Meade's Analysis and Today's Global Imbalances

Lecture delivered at Cambridge University

Body

I am greatly honored to have been invited to contribute this lecture to commemorate the life of one of the outstanding group of economists to whom I have argued (Worswick and Trevithick 1983, p. 91) we owe the prosperity of the postwar years. It was not inevitable that the economic history of the post-World War II period would be so dramatically different to, and better than, the experience of the 20-year interregnum between the two bitter conflicts of the twentieth century. As a matter of historical fact, the leading economist of that day, the creator of the set of ideas of combining microeconomic liberalism with macroeconomic management that laid the basis of the postwar prosperity, had during the war years toyed with a reversion to mercantilism that would have doomed hopes of a liberal world order. His decision to abandon, at least conditionally, these ideas is recorded in his Collected Works (vol. XXVI, p. 284) in the following terms:

if all the other countries of the world agree to fall in with the stipulations of the Commercial Union (which, in my judgement, is extremely unlikely), we shall gain more on the swings than we shall lose on the roundabouts. That we shall lose something on the roundabouts is, in my judgement, indisputable. Nevertheless, I am ready to be persuaded not to oppose the scheme, on the ground that our discretion is only restricted if others also are conforming to a strict code, and that the latter, if by a miracle it does come about, may be to our very considerable advantage.

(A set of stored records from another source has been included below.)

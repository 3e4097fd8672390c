//! # Optimizer Configuration
//!
//! ## Responsibility
//! Parse and validate TOML configuration for the optimizer: detector window
//! and thresholds, evolution rates and population sizing, governor limits.
//!
//! ## Guarantees
//! - Deterministic: the same TOML input always produces the same config
//! - Every field has a documented default, so partial files are valid
//! - Validation collects *all* violations before returning (no short-circuit)
//! - Schema-exportable: JSON Schema output enables IDE autocomplete
//!
//! ## NOT Responsible For
//! - Constructing the optimizer from a config (see [`crate::optimizer`])

use std::path::Path;

use schemars::JsonSchema;
use serde::{Deserialize, Serialize};
use thiserror::Error;

// ── Default value functions ──────────────────────────────────────────────

/// Default detector window: 120 samples per metric.
fn default_window_size() -> usize {
    120
}

/// Default minimum samples before detection runs: 30.
fn default_min_samples() -> usize {
    30
}

/// Default z-score detection threshold: 3.0.
fn default_z_threshold() -> f64 {
    3.0
}

/// Default per-metric anomaly cooldown: 300 seconds (5 minutes).
fn default_cooldown_secs() -> u64 {
    300
}

/// Default anomaly log cap: 10 000 entries.
fn default_max_anomalies() -> usize {
    10_000
}

/// Default population size per evolution cycle: 10.
fn default_population_size() -> usize {
    10
}

/// Default probability a non-baseline slot is filled by mutation: 0.9.
fn default_mutation_rate() -> f64 {
    0.9
}

/// Default per-gene mutation probability: 0.5.
fn default_gene_mutation_rate() -> f64 {
    0.5
}

/// Default mutation strength (fraction of current magnitude): 0.5.
fn default_mutation_strength() -> f64 {
    0.5
}

/// Default enabled state: true.
fn default_true() -> bool {
    true
}

/// Default per-candidate evaluation timeout: 10 000ms.
fn default_evaluation_timeout_ms() -> u64 {
    10_000
}

/// Default safe-mode transition log cap: 1 000 entries.
fn default_max_transitions() -> usize {
    1_000
}

// ── Errors ───────────────────────────────────────────────────────────────

/// Errors arising from configuration parsing, validation, or I/O.
#[derive(Debug, Error)]
pub enum ConfigError {
    /// TOML parsing failed.
    #[error("parse error: {0}")]
    Parse(#[from] toml::de::Error),

    /// One or more semantic validation rules failed.
    #[error("validation failed: {0}")]
    Validation(String),

    /// A specific field has an out-of-range or contradictory value.
    #[error("field '{field}' has invalid value {value}: {reason}")]
    InvalidField {
        /// Dot-separated field path (e.g., "detector.window_size").
        field: String,
        /// String representation of the invalid value.
        value: String,
        /// Human-readable explanation of the constraint.
        reason: String,
    },

    /// File I/O error.
    #[error("io error reading {file}: {source}")]
    Io {
        /// Path of the file that could not be read.
        file: String,
        /// Underlying I/O error.
        #[source]
        source: std::io::Error,
    },
}

// ── Top-level config ─────────────────────────────────────────────────────

/// Root configuration for an optimizer instance.
///
/// Deserialized from TOML and validated before use. Every field has a
/// documented default, so an empty file is a valid configuration.
///
/// # Example
///
/// ```toml
/// [detector]
/// window_size = 240
/// z_threshold = 4.0
///
/// [evolution]
/// population_size = 20
/// auto_deploy = false
/// ```
#[derive(Debug, Clone, PartialEq, Serialize, Deserialize, JsonSchema)]
pub struct OptimizerConfig {
    /// Anomaly detector settings.
    #[serde(default)]
    pub detector: DetectorConfig,
    /// Evolution manager settings.
    #[serde(default)]
    pub evolution: EvolutionConfig,
    /// Governor settings.
    #[serde(default)]
    pub governor: GovernorConfig,
}

impl Default for OptimizerConfig {
    fn default() -> Self {
        Self {
            detector: DetectorConfig::default(),
            evolution: EvolutionConfig::default(),
            governor: GovernorConfig::default(),
        }
    }
}

// ── Detector section ─────────────────────────────────────────────────────

/// Anomaly detector settings.
#[derive(Debug, Clone, PartialEq, Serialize, Deserialize, JsonSchema)]
pub struct DetectorConfig {
    /// Samples retained per metric window.
    #[serde(default = "default_window_size")]
    pub window_size: usize,
    /// Minimum samples in the window before detection runs. Below this,
    /// recording returns "no anomaly" — a normal outcome, not an error.
    #[serde(default = "default_min_samples")]
    pub min_samples: usize,
    /// |z| above which a reading is flagged.
    #[serde(default = "default_z_threshold")]
    pub z_threshold: f64,
    /// Seconds after an emitted anomaly during which further detections on
    /// the same metric are suppressed.
    #[serde(default = "default_cooldown_secs")]
    pub cooldown_secs: u64,
    /// Anomaly log cap; oldest entries are dropped beyond it.
    #[serde(default = "default_max_anomalies")]
    pub max_anomalies: usize,
}

impl Default for DetectorConfig {
    fn default() -> Self {
        Self {
            window_size: default_window_size(),
            min_samples: default_min_samples(),
            z_threshold: default_z_threshold(),
            cooldown_secs: default_cooldown_secs(),
            max_anomalies: default_max_anomalies(),
        }
    }
}

// ── Evolution section ────────────────────────────────────────────────────

/// Evolution manager settings.
#[derive(Debug, Clone, PartialEq, Serialize, Deserialize, JsonSchema)]
pub struct EvolutionConfig {
    /// Population size per cycle, counting the unchanged baseline in slot 0.
    #[serde(default = "default_population_size")]
    pub population_size: usize,
    /// Probability a non-baseline slot is produced by mutation; the rest
    /// use crossover when the lineage offers a second parent.
    #[serde(default = "default_mutation_rate")]
    pub mutation_rate: f64,
    /// Per-gene probability that mutation touches a given gene.
    #[serde(default = "default_gene_mutation_rate")]
    pub gene_mutation_rate: f64,
    /// Magnitude of numeric perturbation as a fraction of the current
    /// value (unbounded genes only; bounded genes are resampled).
    #[serde(default = "default_mutation_strength")]
    pub mutation_strength: f64,
    /// Whether an approved cycle automatically installs its winner.
    #[serde(default = "default_true")]
    pub auto_deploy: bool,
    /// Per-candidate evaluation timeout in milliseconds. A timeout excludes
    /// only that candidate from the pool.
    #[serde(default = "default_evaluation_timeout_ms")]
    pub evaluation_timeout_ms: u64,
    /// Upper bound on concurrently evaluating candidates. `0` means "size
    /// the worker pool to the population".
    #[serde(default)]
    pub max_concurrent_evaluations: usize,
}

impl EvolutionConfig {
    /// Worker pool size for candidate evaluation.
    pub fn evaluation_concurrency(&self) -> usize {
        if self.max_concurrent_evaluations == 0 {
            self.population_size.max(1)
        } else {
            self.max_concurrent_evaluations
        }
    }
}

impl Default for EvolutionConfig {
    fn default() -> Self {
        Self {
            population_size: default_population_size(),
            mutation_rate: default_mutation_rate(),
            gene_mutation_rate: default_gene_mutation_rate(),
            mutation_strength: default_mutation_strength(),
            auto_deploy: default_true(),
            evaluation_timeout_ms: default_evaluation_timeout_ms(),
            max_concurrent_evaluations: 0,
        }
    }
}

// ── Governor section ─────────────────────────────────────────────────────

/// Governor settings.
#[derive(Debug, Clone, PartialEq, Serialize, Deserialize, JsonSchema)]
pub struct GovernorConfig {
    /// Safe-mode transition log cap; oldest entries are dropped beyond it.
    #[serde(default = "default_max_transitions")]
    pub max_transitions: usize,
}

impl Default for GovernorConfig {
    fn default() -> Self {
        Self {
            max_transitions: default_max_transitions(),
        }
    }
}

// ── Loading and validation ───────────────────────────────────────────────

impl OptimizerConfig {
    /// Parse and validate a config from a TOML string.
    ///
    /// # Errors
    /// - [`ConfigError::Parse`] on malformed TOML.
    /// - [`ConfigError::Validation`] listing every violated constraint.
    pub fn from_toml_str(input: &str) -> Result<Self, ConfigError> {
        let config: OptimizerConfig = toml::from_str(input)?;
        config.validate().map_err(|violations| {
            let joined = violations
                .iter()
                .map(ToString::to_string)
                .collect::<Vec<_>>()
                .join("; ");
            ConfigError::Validation(joined)
        })?;
        Ok(config)
    }

    /// Read, parse and validate a TOML config file.
    ///
    /// # Errors
    /// - [`ConfigError::Io`] if the file cannot be read.
    /// - [`ConfigError::Parse`] / [`ConfigError::Validation`] as for
    ///   [`OptimizerConfig::from_toml_str`].
    pub fn from_toml_file(path: impl AsRef<Path>) -> Result<Self, ConfigError> {
        let path = path.as_ref();
        let input = std::fs::read_to_string(path).map_err(|source| ConfigError::Io {
            file: path.display().to_string(),
            source,
        })?;
        Self::from_toml_str(&input)
    }

    /// Validate all semantic constraints, collecting every violation.
    ///
    /// # Errors
    /// Returns the full list of violations; empty configs never reach here
    /// because every field has a default.
    pub fn validate(&self) -> Result<(), Vec<ConfigError>> {
        let mut errors = Vec::new();

        // ── Detector ─────────────────────────────────────────────────────
        if self.detector.window_size == 0 {
            errors.push(invalid("detector.window_size", "0", "must be at least 1"));
        }
        if self.detector.min_samples == 0 {
            errors.push(invalid("detector.min_samples", "0", "must be at least 1"));
        }
        if self.detector.min_samples > self.detector.window_size {
            errors.push(invalid(
                "detector.min_samples",
                &self.detector.min_samples.to_string(),
                "must not exceed window_size, or detection never runs",
            ));
        }
        if !(self.detector.z_threshold.is_finite() && self.detector.z_threshold > 0.0) {
            errors.push(invalid(
                "detector.z_threshold",
                &self.detector.z_threshold.to_string(),
                "must be positive and finite",
            ));
        }
        if self.detector.max_anomalies == 0 {
            errors.push(invalid("detector.max_anomalies", "0", "must be at least 1"));
        }

        // ── Evolution ────────────────────────────────────────────────────
        if self.evolution.population_size < 2 {
            errors.push(invalid(
                "evolution.population_size",
                &self.evolution.population_size.to_string(),
                "must be at least 2 (baseline plus one candidate)",
            ));
        }
        if !(0.0..=1.0).contains(&self.evolution.mutation_rate) {
            errors.push(invalid(
                "evolution.mutation_rate",
                &self.evolution.mutation_rate.to_string(),
                "must be between 0.0 and 1.0",
            ));
        }
        if !(0.0..=1.0).contains(&self.evolution.gene_mutation_rate) {
            errors.push(invalid(
                "evolution.gene_mutation_rate",
                &self.evolution.gene_mutation_rate.to_string(),
                "must be between 0.0 and 1.0",
            ));
        }
        if !(self.evolution.mutation_strength.is_finite() && self.evolution.mutation_strength > 0.0)
        {
            errors.push(invalid(
                "evolution.mutation_strength",
                &self.evolution.mutation_strength.to_string(),
                "must be positive and finite",
            ));
        }
        if self.evolution.evaluation_timeout_ms == 0 {
            errors.push(invalid(
                "evolution.evaluation_timeout_ms",
                "0",
                "must be at least 1",
            ));
        }

        // ── Governor ─────────────────────────────────────────────────────
        if self.governor.max_transitions == 0 {
            errors.push(invalid("governor.max_transitions", "0", "must be at least 1"));
        }

        if errors.is_empty() {
            Ok(())
        } else {
            Err(errors)
        }
    }
}

fn invalid(field: &str, value: &str, reason: &str) -> ConfigError {
    ConfigError::InvalidField {
        field: field.to_string(),
        value: value.to_string(),
        reason: reason.to_string(),
    }
}

/// Export the JSON Schema for [`OptimizerConfig`].
///
/// Enables IDE autocomplete when editing TOML config files.
///
/// # Errors
/// Returns `serde_json::Error` if schema serialization fails (should not
/// happen with well-formed derive macros).
pub fn export_schema() -> Result<String, serde_json::Error> {
    let schema = schemars::schema_for!(OptimizerConfig);
    serde_json::to_string_pretty(&schema)
}

// ── Tests ────────────────────────────────────────────────────────────────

The Commercial Union, which evolved into GATT and ultimately the WTO, was of course the brainchild of James Meade. He, along with outstanding colleagues in the British wartime economic service like Marcus Fleming, Roy Harrod, Lionel Robbins, and Dennis Robertson, remained faithful to Keynes’s interwar vision of economic policy even when the master hesitated. We should all be profoundly grateful that he and his colleagues stood up for what Samuelson subsequently dubbed the “neoclassical synthesis” against the doubts of Keynes himself. Without their steady good sense, the world might well not have experienced the 60 years of unparalleled growth that it has subsequently enjoyed.

Although I overlapped with James Meade when I was an undergraduate at the London School of Economics and he was a professor, I did not get to know him personally until the 1960s when I had finished graduate work in the United States and become an academic at the then-new University of York. But it was impossible in England in the 1950s for even an undergraduate not to be influenced by the analysis that Meade had made famous through his opus The Theory of International Economic Policy. This was among the finest expressions of the orthodoxy of that day, almost the ultimate refinement of Keynes’s international economic analysis in an era when Keynesian thought was everywhere dominant. Most of my remarks today will be related to that analysis.

Doubtless the most important parallel between the intellectual position of James Meade and me is that I find it easy to subscribe to his famous aphorism that “I have my heart to the left and my brain to the right.” I too believe that governments should try to reduce income inequalities as well as internalize externalities and regulate monopolies where they are unable to introduce competition, but otherwise leave the microeconomy to the market, while managing the macroeconomy. It is the latter subject that I am going to discuss today, asking in particular whether the analysis that he developed can help illuminate what some of us see as the dominant economic issue of the moment: adjusting the global imbalances without throwing the world economy into recession in the process.